Costs could start to fall for Florida consumers who want to finance energy efficiency improvements with no money down and no credit check.

That’s the optimistic view from Paul Handerhan, a principal of the new Fort Lauderdale-based company, Clean PACE Inc., created to promote and certify program providers in the Property Assessed Clean Energy program.

Over the summer, four providers reached agreements with Broward County to offer property owners countywide the opportunity to finance a wide variety of energy efficiency and storm hardening improvements. Palm Beach County is working out details and expects to finalize agreements by early 2017, Handerhan said.

“Having them compete against each other, ultimately we’re going to see better consumer protections, interest rates and contractor controls,” Handerhan said. “We’re seeing that now. PACE providers are starting to get somewhat competitive in their offerings in order to gain market share.”

Unlike traditional loans, repayment is set up as an assessment on the owner’s property tax bill, and the loan can be transferred to a new owner when the property is sold. Homeowners with mortgage loans can have the repayments rolled into their monthly mortgage bills.

Eligible projects include solar energy systems, new roofs, new hot water heaters, new air conditioning units, upgraded insulation and impact-resistant windows and doors. Customers see cost savings right away as utility bills and homeowner insurance bills fall, supporters say.

Renew Financial, approved on June 14 to offer PACE financing programs countywide in Broward, officially launched its program in Florida.

Cisco DeVries, the company’s CEO, said his business recently certified 150 Florida contractors for PACE programs and is ready to market the program to homeowners throughout Broward and many cities in Palm Beach and other counties.

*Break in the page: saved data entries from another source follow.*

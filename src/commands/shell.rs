//! One-shot remote commands: backups, consoles, logs, cache shells and passthrough

use crate::config::Config;
use crate::connection::CacheConnection;
use crate::environment::Environment;
use crate::error::{ParityError, Result};
use crate::remote::remote_command;
use crate::runner::{CommandLine, ProcessRunner};
use tracing::{debug, info};

/// Capture a fresh database backup on the remote
pub fn handle_backup(runner: &dyn ProcessRunner, config: &Config, environment: &Environment) -> bool {
    info!("Capturing database backup on {}", environment);
    runner.spawn(&remote_command(config, environment, ["pg:backups", "capture"]))
}

/// Open the application console on the remote
pub fn handle_console(runner: &dyn ProcessRunner, config: &Config, environment: &Environment) -> bool {
    let words = std::iter::once("run").chain(config.app.console.split_whitespace());
    runner.spawn(&remote_command(config, environment, words))
}

/// Stream remote logs, forwarding any extra arguments before the remote flag
pub fn handle_tail(
    runner: &dyn ProcessRunner,
    config: &Config,
    environment: &Environment,
    args: &[String],
) -> bool {
    let words = ["logs", "--tail"]
        .into_iter()
        .map(str::to_string)
        .chain(args.iter().cloned());
    runner.spawn(&remote_command(config, environment, words))
}

/// Open `redis-cli` against the cache configured on the remote
pub fn handle_cache_shell(
    runner: &dyn ProcessRunner,
    config: &Config,
    environment: &Environment,
) -> Result<bool> {
    let fetch = remote_command(
        config,
        environment,
        ["config:get", config.app.cache_url_var.as_str()],
    );
    let output = runner.capture(&fetch)?;
    if !output.success {
        return Err(ParityError::InvalidConnectionString {
            value: output.stdout.trim().to_string(),
            reason: format!("`{fetch}` failed: {}", output.stderr.trim()),
        });
    }

    let connection = CacheConnection::parse(&output.stdout)?;
    debug!("Connecting to cache at {}:{}", connection.host, connection.port);
    Ok(runner.spawn(&connection.cli_command()))
}

/// Hand the terminal over to `{cli} <args...> --remote {environment}`
pub fn handle_passthrough(
    runner: &dyn ProcessRunner,
    config: &Config,
    environment: &Environment,
    args: &[String],
) -> bool {
    let command = CommandLine::new(config.platform.cli.as_str())
        .args(args.iter().cloned())
        .args(["--remote", environment.as_str()]);
    runner.replace(&command)
}
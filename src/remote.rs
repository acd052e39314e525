//! Remote application lookup

use crate::config::Config;
use crate::environment::Environment;
use crate::error::{ParityError, Result};
use crate::runner::{CommandLine, ProcessRunner};
use regex::Regex;
use std::sync::OnceLock;
use tracing::debug;

/// Build `{cli} <words...> --remote {environment}`
pub fn remote_command<I, S>(config: &Config, environment: &Environment, words: I) -> CommandLine
where
    I: IntoIterator<Item = S>,
    S: Into<String>,
{
    CommandLine::new(config.platform.cli.as_str())
        .args(words)
        .arg("--remote")
        .arg(environment.as_str())
}

/// Resolves the platform's application name behind an environment's git remote
pub struct RemoteResolver<'a> {
    runner: &'a dyn ProcessRunner,
    config: &'a Config,
}

impl<'a> RemoteResolver<'a> {
    /// Create a resolver issuing commands through `runner`
    #[must_use]
    pub fn new(runner: &'a dyn ProcessRunner, config: &'a Config) -> Self {
        Self { runner, config }
    }

    /// Look up the application name for `environment`.
    ///
    /// Fails instead of guessing: the name ends up in a `--confirm` token for
    /// a destructive transfer.
    pub fn resolve(&self, environment: &Environment) -> Result<String> {
        let command = remote_command(self.config, environment, ["info"]);
        let output = self.runner.capture(&command)?;

        if !output.success {
            return Err(ParityError::RemoteResolution {
                environment: environment.to_string(),
                reason: format!("`{command}` failed: {}", output.stderr.trim()),
            });
        }

        let name = parse_app_name(&output.stdout).ok_or_else(|| ParityError::RemoteResolution {
            environment: environment.to_string(),
            reason: "no `=== <app>` header in remote info".to_string(),
        })?;

        debug!("Resolved remote '{}' to app '{}'", environment, name);
        Ok(name)
    }
}

/// Extract the app name from the `=== <app>` header on the first line
fn parse_app_name(info: &str) -> Option<String> {
    static HEADER: OnceLock<Regex> = OnceLock::new();
    let header = HEADER.get_or_init(|| Regex::new(r"^===\s*(\S+)").expect("valid header pattern"));
    let first_line = info.lines().next()?;

    header
        .captures(first_line.trim())
        .and_then(|captures| captures.get(1))
        .map(|name| name.as_str().to_string())
}
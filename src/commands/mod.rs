/// Deploy workflow
pub mod deploy;
/// Restore command functionality
pub mod restore;
/// Backup, console, tail, cache shell and passthrough commands
pub mod shell;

“Already, the company has hundreds of thousands of dollars in approved contracts with Florida homeowners, many of whom can’t afford upfront costs for expensive improvements,” DeVries said, adding, “We help them knock down those barriers. Formed in 2008 in California, the company completed more than $300 million in residential PACE projects in the state over the past two years. It’s growing very quickly. We signed contracts for more than $49 million in projects in August.”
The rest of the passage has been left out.